Manifestações a favor do descontrole da pandemia e do colapso econômico
Um dos primeiros casos graves de Covid-19 que atendi, ainda em março de 2020, foi o de Edwiges, 44, negra. Ela trabalhava como cuidadora de idosos e estava na residência dos patrões num bairro rico, quando foi resgatada pela equipe do Samu, já em insuficiência respiratória.
A imagem da tomografia de tórax com pneumonia bilateral, foi suficiente para deixá-la em isolamento respiratório e para justificar a coleta do RT-PCR para o Sars-CoV-2. Eu solicitei transferência para uma UTI destacada para pessoas infectadas pelo coronavírus, mas ela não aguentaria aguardar sem ser intubada. Expliquei o procedimento e ela assentiu com a cabeça, respirando rápido e superficialmente, mesmo com máscara de oxigênio com reservatório.
O fisioterapeuta, o enfermeiro e eu formamos um triângulo em volta da paciente. Bem posicionada, tudo checado. Sequencia rápida de intubação: analgésico para tirar a dor, sedativo para dormir, bloqueador neuromuscular para paralisar a respiração. Ela tinha uma via aérea difícil, mal dava para visualizar, mas felizmente, com os dispositivos apropriados, fizemos o procedimento adequadamente. Ao final do plantão, ela já estava admitida em UTI de referência para casos de Covid-19.
Em tempo de cuidar dos outros pacientes, tirei a paramentação e fui ver Salustiana, 56 anos, branca. Trabalhava como catadora de material reciclável e fora internada havia um dia com queimadura extensa. Vi aquele corpo frágil coberto de faixas. Ela queimou-se com álcool que usava para acender a lenha com que cozinhava em seu barraco numa comunidade vizinha ao hospital. Ela não tinha dinheiro para comprar gás de cozinha. Felizmente, o hospital do SUS de referência de cirurgia de grandes queimados tinha uma vaga para ela e aceitou a paciente prontamente.
A cena de Edwiges e Salustiana internadas na mesma unidade me revisita, sempre que emerge o falsa dicotomia entre priorizar o controle pandemia ou economia, dado que nosso povo adoece e morre em consequência de ambas as tragédias.
Daquele dia até hoje houve centenas de milhares de mortes, e aumento vertiginoso não apenas do gás de cozinha mas de diversos combustíveis e fontes de energia, além da fome e do desemprego — quantas vezes histórias como as de Edwiges e Salustiana se repetiram?

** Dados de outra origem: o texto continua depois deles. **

//! synthclone - sampler host with a plugin registry.
//!
//! Usage:
//!   synthclone new <DIR>        Create an empty session
//!   synthclone info <DIR>       Summarize a saved session
//!   synthclone generate <DIR>   Add zones with the zone generator
//!   synthclone plugins          List built-in plugins
//!   synthclone --help           Show help

use std::cell::RefCell;
use std::path::{Path, PathBuf};
use std::rc::Rc;

use clap::{Parser, Subcommand, ValueEnum};
use color_eyre::eyre::{Context, Result, bail};
use serde::Serialize;
use tracing_subscriber::EnvFilter;

use synthclone_core::{SessionConfig, SessionDocument};
use synthclone_plugin::builtin::{TrimmerPlugin, ZONE_GENERATOR_ID, ZoneGeneratorPlugin};
use synthclone_plugin::{HostConfig, Plugin, PluginManager, builtin_plugins};
use synthclone_session::{EventKind, Session, SessionEvent};

#[derive(Parser)]
#[command(
    name = "synthclone",
    version,
    about = "Create and inspect synthclone sessions",
    long_about = "synthclone records zones of a MIDI instrument into a session.\n\n\
                  This tool creates sessions, lays out zones with the built-in \
                  zone generator and summarizes saved sessions."
)]
struct Cli {
    #[command(subcommand)]
    command: Command,
}

#[derive(Subcommand)]
enum Command {
    /// Create an empty session
    New {
        /// Session directory
        dir: PathBuf,

        /// Sample rate in Hz
        #[arg(short = 'r', long, default_value = "44100")]
        sample_rate: u32,

        /// Channels per sample
        #[arg(short, long, default_value = "2")]
        channels: u16,
    },

    /// Summarize a saved session
    Info {
        /// Session directory
        dir: PathBuf,

        /// Output format
        #[arg(short, long, default_value = "text")]
        format: OutputFormat,
    },

    /// Add zones to a session with the zone generator
    Generate {
        /// Session directory
        dir: PathBuf,

        /// Lowest note
        #[arg(long)]
        first_note: Option<u8>,

        /// Highest note
        #[arg(long)]
        last_note: Option<u8>,

        /// Number of notes in the range that get zones
        #[arg(long)]
        total_notes: Option<u8>,

        /// Velocity layers per note
        #[arg(long)]
        velocity_layers: Option<u8>,

        /// MIDI channel
        #[arg(long)]
        channel: Option<u8>,
    },

    /// List built-in plugins
    Plugins,
}

#[derive(Debug, Clone, Copy, ValueEnum, Default)]
enum OutputFormat {
    #[default]
    Text,
    Json,
}

fn main() -> Result<()> {
    color_eyre::install()?;

    let host = HostConfig::load().context("Failed to read host configuration")?;
    init_logging(&host);

    let cli = Cli::parse();

    match cli.command {
        Command::New {
            dir,
            sample_rate,
            channels,
        } => run_new(host, &dir, sample_rate, channels)?,
        Command::Info { dir, format } => run_info(&dir, format)?,
        Command::Generate {
            dir,
            first_note,
            last_note,
            total_notes,
            velocity_layers,
            channel,
        } => run_generate(
            host,
            &dir,
            GenerateArgs {
                first_note,
                last_note,
                total_notes,
                velocity_layers,
                channel,
            },
        )?,
        Command::Plugins => run_plugins(host),
    }

    Ok(())
}

fn init_logging(host: &HostConfig) {
    let filter = EnvFilter::try_from_default_env()
        .or_else(|_| EnvFilter::try_new(host.log_filter.as_deref().unwrap_or("warn")))
        .unwrap_or_else(|_| EnvFilter::new("warn"));
    tracing_subscriber::fmt()
        .with_env_filter(filter)
        .with_writer(std::io::stderr)
        .init();
}

/// Collect messages the session reports while a command runs.
fn collect_errors(session: &Session) -> Rc<RefCell<Vec<String>>> {
    let errors = Rc::new(RefCell::new(Vec::new()));
    let sink = Rc::clone(&errors);
    session.subscribe(EventKind::ErrorReported, move |event| {
        if let SessionEvent::ErrorReported { message } = event {
            sink.borrow_mut().push(message.clone());
        }
    });
    errors
}

fn print_errors(errors: &RefCell<Vec<String>>) {
    for message in errors.borrow().iter() {
        eprintln!("warning: {message}");
    }
}

/// Create a session with every enabled built-in plugin active.
fn run_new(host: HostConfig, dir: &Path, sample_rate: u32, channels: u16) -> Result<()> {
    let config = SessionConfig::builder()
        .directory(dir)
        .sample_rate(Some(sample_rate))
        .channel_count(channels)
        .build()
        .context("Invalid session settings")?;

    let session = Session::new();
    let errors = collect_errors(&session);
    let mut manager = PluginManager::new(session.clone(), host);
    manager.register_all(builtin_plugins());

    session
        .create_session(&config)
        .with_context(|| format!("Failed to create session in {}", dir.display()))?;
    for plugin in manager.plugins() {
        manager.activate_plugin(plugin.id.as_str())?;
    }
    session.save_session().context("Failed to save session")?;

    print_errors(&errors);
    println!(
        "Created session in {} ({} Hz, {} channel(s))",
        dir.display(),
        sample_rate,
        channels
    );
    manager.shutdown();
    Ok(())
}

#[derive(Serialize)]
struct SessionSummary {
    directory: PathBuf,
    saved_at: String,
    sample_rate: Option<u32>,
    channels: u16,
    zones: usize,
    selected_zones: usize,
    dry_samples: usize,
    wet_samples: usize,
    participants: Vec<ParticipantSummary>,
    effects: Vec<String>,
    targets: Vec<String>,
    sampler: Option<String>,
}

#[derive(Serialize)]
struct ParticipantSummary {
    id: String,
    active: bool,
}

fn run_info(dir: &Path, format: OutputFormat) -> Result<()> {
    let doc = SessionDocument::read(dir)
        .with_context(|| format!("Failed to read session in {}", dir.display()))?;

    let summary = SessionSummary {
        directory: dir.to_path_buf(),
        saved_at: doc.saved_at.to_rfc3339(),
        sample_rate: doc.sample_rate.map(|r| r.hz()),
        channels: doc.sample_channel_count,
        zones: doc.zones.len(),
        selected_zones: doc.zones.iter().filter(|z| z.selected).count(),
        dry_samples: doc.zones.iter().filter(|z| z.dry_sample.is_some()).count(),
        wet_samples: doc.zones.iter().filter(|z| z.wet_sample.is_some()).count(),
        participants: doc
            .participants
            .iter()
            .map(|p| ParticipantSummary {
                id: p.id.to_string(),
                active: p.active,
            })
            .collect(),
        effects: doc.effects.iter().map(|r| r.participant.to_string()).collect(),
        targets: doc.targets.iter().map(|r| r.participant.to_string()).collect(),
        sampler: doc.sampler.as_ref().map(|r| r.participant.to_string()),
    };

    match format {
        OutputFormat::Json => {
            println!("{}", serde_json::to_string_pretty(&summary)?);
        }
        OutputFormat::Text => print_summary(&summary),
    }
    Ok(())
}

fn print_summary(summary: &SessionSummary) {
    println!();
    println!("{}", "─".repeat(60));
    println!(" {}", summary.directory.display());
    println!(" Saved {}", summary.saved_at);
    match summary.sample_rate {
        Some(rate) => println!(" {} Hz, {} channel(s)", rate, summary.channels),
        None => println!(" Sample rate not set, {} channel(s)", summary.channels),
    }
    println!("{}", "─".repeat(60));
    println!();

    println!(
        "Zones: {} ({} selected, {} dry, {} wet)",
        summary.zones, summary.selected_zones, summary.dry_samples, summary.wet_samples
    );

    if !summary.participants.is_empty() {
        println!();
        println!("Participants:");
        for p in &summary.participants {
            let marker = if p.active { "active" } else { "inactive" };
            println!("  {:<48} {}", p.id, marker);
        }
    }

    for (title, creators) in [("Effects", &summary.effects), ("Targets", &summary.targets)] {
        if creators.is_empty() {
            continue;
        }
        println!();
        println!("{title}:");
        for (i, creator) in creators.iter().enumerate() {
            println!("  {:>3}. {}", i + 1, creator);
        }
    }

    if let Some(sampler) = &summary.sampler {
        println!();
        println!("Sampler: {sampler}");
    }
}

struct GenerateArgs {
    first_note: Option<u8>,
    last_note: Option<u8>,
    total_notes: Option<u8>,
    velocity_layers: Option<u8>,
    channel: Option<u8>,
}

fn run_generate(host: HostConfig, dir: &Path, args: GenerateArgs) -> Result<()> {
    if host.is_disabled(ZONE_GENERATOR_ID) {
        bail!("The zone generator is disabled in the host configuration");
    }

    let session = Session::new();
    let errors = collect_errors(&session);
    let mut manager = PluginManager::new(session.clone(), host);
    let generator_plugin = ZoneGeneratorPlugin::new();
    let generator = generator_plugin.generator();
    manager.register_plugin(Box::new(generator_plugin))?;
    manager.register_all([Box::new(TrimmerPlugin::new()) as Box<dyn Plugin>]);

    session
        .load_session(dir)
        .with_context(|| format!("Failed to load session in {}", dir.display()))?;
    manager.activate_plugin(ZONE_GENERATOR_ID)?;

    // Flags apply on top of the settings saved with the session.
    let mut settings = generator.settings();
    if let Some(note) = args.first_note {
        settings.set_first_note(note)?;
    }
    if let Some(note) = args.last_note {
        settings.set_last_note(note)?;
    }
    if let Some(total) = args.total_notes {
        settings.set_total_notes(total)?;
    }
    if let Some(layers) = args.velocity_layers {
        settings.set_velocity_layers(layers)?;
    }
    if let Some(channel) = args.channel {
        settings.set_channel(channel)?;
    }
    tracing::debug!(?settings, zones = settings.zone_count(), "zone generator settings");
    generator.set_settings(settings);

    let added = generator.generate()?;
    session.save_session().context("Failed to save session")?;

    print_errors(&errors);
    println!(
        "Added {added} zone(s); the session now has {}",
        session.zone_count()
    );
    manager.shutdown();
    Ok(())
}

fn run_plugins(host: HostConfig) {
    let mut manager = PluginManager::new(Session::new(), host.clone());
    let plugins = builtin_plugins();
    let ids: Vec<String> = plugins.iter().map(|p| p.id().to_string()).collect();
    manager.register_all(plugins);

    for id in ids {
        match manager.plugin(&id) {
            Some(plugin) => {
                println!("{}  {}", plugin.id, plugin.metadata.version);
                println!("    {}", plugin.metadata.name);
                if !plugin.metadata.summary.is_empty() {
                    println!("    {}", plugin.metadata.summary);
                }
            }
            None if host.is_disabled(&id) => println!("{id}  (disabled)"),
            None => println!("{id}  (failed to register)"),
        }
    }
}
//! The participant contract implemented by plugins.

use serde::{Deserialize, Serialize};
use serde_json::Value;
use synthclone_core::{EffectId, SamplerId, TargetId};

use crate::context::Context;

/// Descriptive information about a participant.
#[derive(Debug, Clone, PartialEq, Eq, Serialize, Deserialize)]
pub struct ParticipantInfo {
    pub name: String,
    pub major_version: u32,
    pub minor_version: u32,
    pub revision: u32,
    pub author: String,
    pub summary: String,
}

impl ParticipantInfo {
    pub fn new(name: impl Into<String>) -> Self {
        Self {
            name: name.into(),
            major_version: 0,
            minor_version: 0,
            revision: 0,
            author: String::new(),
            summary: String::new(),
        }
    }

    /// Version as `major.minor.revision`.
    pub fn version(&self) -> String {
        format!(
            "{}.{}.{}",
            self.major_version, self.minor_version, self.revision
        )
    }
}

/// A node in the tree of plugin identities.
///
/// Participants are driven from the coordination thread. The session hands
/// an active participant its [`Context`]; everything the participant adds
/// through that context is removed again when it is deactivated.
///
/// State values are opaque to the host and are saved and restored as-is.
pub trait Participant {
    fn info(&self) -> ParticipantInfo;

    /// Called when the participant becomes active. `state` is what
    /// [`Participant::state`] returned when the session was saved, or
    /// `Value::Null`.
    fn activate(&self, context: &Context, state: &Value);

    /// Called before the context tears down what the participant created.
    fn deactivate(&self, _context: &Context) {}

    /// Participant-wide state to persist.
    fn state(&self) -> Value {
        Value::Null
    }

    /// State of an effect this participant created.
    fn effect_state(&self, _effect: EffectId) -> Value {
        Value::Null
    }

    /// State of the sampler this participant created.
    fn sampler_state(&self, _sampler: SamplerId) -> Value {
        Value::Null
    }

    /// State of a target this participant created.
    fn target_state(&self, _target: TargetId) -> Value {
        Value::Null
    }

    /// Recreate an effect from a saved state.
    fn restore_effect(&self, _context: &Context, _state: &Value) {}

    /// Recreate the sampler from a saved state.
    fn restore_sampler(&self, _context: &Context, _state: &Value) {}

    /// Recreate a target from a saved state.
    fn restore_target(&self, _context: &Context, _state: &Value) {}
}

O Brasil, por culpa de suas maiores autoridades, com destaque para o presidente da República, falhou miseravelmente tanto no controle da Covid-19, quanto na gestão da economia. Em retrocessos não apenas institucionais, mas civilizatórios. Por isso, pergunto: em defesa de que manifestantes adotam uma agenda de ataques às instituições, à independência entre os Poderes da República e à própria democracia? Os que vão às ruas neste 7 de setembro em apoio ao governo Bolsonaro, o fazem a favor do descontrole da pandemia ou do colapso econômico? São favor da peste, da fome ou de ambas?